Veliler ve öğretmenlerin bu konudaki fikir ayrılıkları tarihi bir gerçektir. Sputnik’in aya inişiyle uzay yarışını Ruslara kaptırdıklarını düşünen ve uluslararası alanda geride kalmalarının yarattığı baskıya rağmen 1959’da yapılan Gallup araştırması halkın yüzde 67’sinin lise öğrencileri için okul günlerinin uzatılmasına karşı olduğunu göstermiştir. 2006 yılındaki benzer bir araştırma halkın yüzde 48’inin okul zamanının uzatılmasını istediğine, yüzde 49’unun ise buna karşı olduğuna işaret etmiştir. Bugün okul zamanının uzatılmasına karşı en güçlü itiraz, yaz aylarını çocukları için değerlendiren orta sınıf ve zengin velilerden gelmektedir. Bu fikre ayrıca karşı çıkanlar uzun yaz tatilleri nedeniyle çocuklar üzerinden para kazanan ulaşım, çocuk bakımı, yiyecek ve turizm ile ilgili sektörlerdir.

 

Genelde, öğretmenler ve okul yöneticileri de okul süresini uzatmaya yönelik girişimleri desteklemekte başarısız oldular. Okul müfettişlerinin yaklaşık yüzde 56’sı mevcut okul yılının ve yüzde 64’ü de okul gününün eğitim için yeterli zamanı sağladığına inanmaktaydılar. 1989 yılında Phi Delta Kappa tarafından yapılan bir yoklamada öğretmenlerin yüzde 63’ünün maaşları ona göre artırılsa bile okul yılının uzatılmasına karşı oldukları görülmüştür. (Elam, 1989). Bununla birlikte daha sonra yapılan bir araştırmada öğretmenlerin ilave ücret nedeniyle memnun oldukları ve uzatma fikrine daha az karşı çıktıkları saptanmıştır. (Gandara, 2000)

 

Aşağıdaki tabloda okul süresinin uzatılması ile ilgili paydaşların olası olumlu ve olumsuz görüşlerine yer verilmektedir.

 

Tablo 1. Paydaşların Okul Süresinin Uzatılması Hakkındaki Görüşleri

 

Paydaş

Olumlu

Olumsuz

Öğrenciler

Artan öğrenme ve daha iyi akademik başarı

Öğrenmek için daha fazla zaman

Materyalin daha fazla tekrarı; müfredatın daha derin işlenmesi

Görevde daha fazla zaman

Deneyimsel öğrenme için daha fazla fırsat

Yetişkin-çocuk ilişkilerinin derinleşmesi

Boşa harcanan zaman (ayrılan zaman, artan talimat anlamına gelmek zorunda değildir)

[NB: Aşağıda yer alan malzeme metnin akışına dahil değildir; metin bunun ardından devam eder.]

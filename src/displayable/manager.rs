//! Abstract displayable manager: lifecycle, rebuild state machine, trait
//!
//! A manager binds to exactly one (renderer, view node, scene) triple,
//! mediated by the group that owns it. Structural changes never rebuild
//! inside an event callback; they move the manager's rebuild state machine
//! to `DirtyPendingRebuild` and the group runs the rebuild at the next safe
//! point (after the event queue drains).

use log::debug;

use crate::broker::{EventBroker, ObserverId};
use crate::dmml::{NodeId, Scene, SceneEvent};
use crate::interaction::InteractionEvent;
use crate::render::Renderer;

/// Reserved interaction distance: always eligible, loses every tie
///
/// Reported by handlers with no spatial representation (camera
/// manipulation), so any widget with a real distance outranks them.
pub const CAMERA_PRIORITY_DISTANCE: f64 = f64::INFINITY;

/// Rebuild state machine of one manager
///
/// The explicit `Rebuilding` state makes the reentrancy guard testable: a
/// rebuild request arriving while a rebuild runs is ignored instead of
/// recursing.
#[derive(Debug, Clone, Copy, PartialEq, Eq)]
pub enum UpdateState {
    Idle,
    DirtyPendingRebuild,
    Rebuilding,
}

/// State shared by every concrete manager
#[derive(Debug)]
pub struct ManagerCore {
    view_node: NodeId,
    observer: ObserverId,
    created: bool,
    update_state: UpdateState,
    /// True between `SceneClosing` and `SceneClosed`
    closing: bool,
    rebuild_count: u64,
}

impl ManagerCore {
    pub fn new(view_node: NodeId, observer: ObserverId) -> Self {
        Self {
            view_node,
            observer,
            created: false,
            update_state: UpdateState::Idle,
            closing: false,
            rebuild_count: 0,
        }
    }

    /// The view node this manager is bound to
    ///
    /// Binding is an invariant once `create` has run; a missing view node at
    /// access time is a wiring bug in the caller, not a runtime state.
    pub fn view_node(&self) -> &NodeId {
        &self.view_node
    }

    pub fn observer(&self) -> ObserverId {
        self.observer
    }

    /// Marks the one-shot `create` as done
    pub fn mark_created(&mut self) {
        assert!(!self.created, "manager created twice");
        self.created = true;
    }

    pub fn is_created(&self) -> bool {
        self.created
    }

    /// Current rebuild state
    pub fn update_state(&self) -> UpdateState {
        self.update_state
    }

    /// Requests a deferred full rebuild
    ///
    /// Ignored while a rebuild is already running (nested trigger).
    pub fn request_update_from_scene(&mut self) {
        match self.update_state {
            UpdateState::Idle => self.update_state = UpdateState::DirtyPendingRebuild,
            UpdateState::DirtyPendingRebuild => {}
            UpdateState::Rebuilding => {
                debug!("rebuild already in progress, ignoring nested request");
            }
        }
    }

    /// Claims a pending rebuild, moving to `Rebuilding`; false if none
    pub fn take_pending_rebuild(&mut self) -> bool {
        if self.update_state == UpdateState::DirtyPendingRebuild {
            self.update_state = UpdateState::Rebuilding;
            true
        } else {
            false
        }
    }

    /// Completes the rebuild, returning to `Idle`
    pub fn finish_rebuild(&mut self) {
        debug_assert_eq!(self.update_state, UpdateState::Rebuilding);
        self.update_state = UpdateState::Idle;
        self.rebuild_count += 1;
    }

    /// Number of completed full rebuilds
    pub fn rebuild_count(&self) -> u64 {
        self.rebuild_count
    }

    pub fn set_closing(&mut self, closing: bool) {
        self.closing = closing;
    }

    /// True while the scene is tearing down; heavy recompute is suppressed
    pub fn is_closing(&self) -> bool {
        self.closing
    }
}

/// Mutable collaborator bundle passed into manager callbacks
pub struct ManagerContext<'a> {
    pub scene: &'a mut Scene,
    pub broker: &'a mut EventBroker,
    pub renderer: &'a mut Renderer,
    render_requested: &'a mut bool,
}

impl<'a> ManagerContext<'a> {
    pub(crate) fn new(
        scene: &'a mut Scene,
        broker: &'a mut EventBroker,
        renderer: &'a mut Renderer,
        render_requested: &'a mut bool,
    ) -> Self {
        Self {
            scene,
            broker,
            renderer,
            render_requested,
        }
    }

    /// Records that a redraw is owed without performing it
    ///
    /// The group coalesces any number of requests within one processing
    /// cycle into a single draw submission.
    pub fn request_render(&mut self) {
        *self.render_requested = true;
    }
}

/// A component reflecting one category of scene node into one renderer
pub trait DisplayableManager {
    /// Stable name, for diagnostics
    fn name(&self) -> &'static str;

    fn core(&self) -> &ManagerCore;
    fn core_mut(&mut self) -> &mut ManagerCore;

    /// One-shot setup once scene, renderer and view node are all bound:
    /// register broker observations and build initial pipelines
    fn create(&mut self, ctx: &mut ManagerContext<'_>);

    /// Reaction to one drained scene event this manager observes
    fn process_scene_event(&mut self, event: &SceneEvent, ctx: &mut ManagerContext<'_>);

    /// Full structural rebuild, run by the group at a safe point
    fn update_from_scene(&mut self, ctx: &mut ManagerContext<'_>);

    /// Distance-squared priority for handling this interaction event
    ///
    /// None means "not interested". Smaller distances win;
    /// `CAMERA_PRIORITY_DISTANCE` is always eligible but loses any tie.
    fn can_process_interaction_event(
        &self,
        _event: &InteractionEvent,
        _scene: &Scene,
        _renderer: &Renderer,
    ) -> Option<f64> {
        None
    }

    /// Handles an interaction event this manager won; true if consumed
    fn process_interaction_event(
        &mut self,
        _event: &InteractionEvent,
        _ctx: &mut ManagerContext<'_>,
    ) -> bool {
        false
    }
}

#[cfg(test)]
mod tests {
    use super::*;
    use crate::broker::EventBroker;

    fn core() -> ManagerCore {
        let mut broker = EventBroker::new();
        let observer = broker.register_observer();
        ManagerCore::new(NodeId::new("View1"), observer)
    }

    #[test]
    fn test_rebuild_state_machine() {
        let mut core = core();
        assert_eq!(core.update_state(), UpdateState::Idle);
        assert!(!core.take_pending_rebuild());

        core.request_update_from_scene();
        core.request_update_from_scene(); // coalesces
        assert_eq!(core.update_state(), UpdateState::DirtyPendingRebuild);

        assert!(core.take_pending_rebuild());
        assert_eq!(core.update_state(), UpdateState::Rebuilding);

        // Nested trigger during rebuild is ignored.
        core.request_update_from_scene();
        assert_eq!(core.update_state(), UpdateState::Rebuilding);

        core.finish_rebuild();
        assert_eq!(core.update_state(), UpdateState::Idle);
        assert_eq!(core.rebuild_count(), 1);
    }

    #[test]
    #[should_panic(expected = "created twice")]
    fn test_double_create_is_fatal() {
        let mut core = core();
        core.mark_created();
        core.mark_created();
    }
}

Artan yorgunluk ve can sıkıntısı ve azalan efor

Artan devamsızlık ve okulu bırakma oranları

Gayri resmi öğrenme, ders dışı etkinlikler, öğrenci istihdamı ve boş zaman

Eğitimciler, öğretmenler

Öğretim için daha fazla zaman; materyali işlemek için daha az acele

Daha fazla çalışma saati ve daha az izin

Öğretmen ve yönetici tükenmişliği

Veliler

Daha düşük çocuk bakımı maliyetleri

Çalışan ebeveynler için daha kolay planlama ve ulaşım

Çalışan ebeveynlerin çocuk bakımı ihtiyaçları hâlâ karşılanamayabilir.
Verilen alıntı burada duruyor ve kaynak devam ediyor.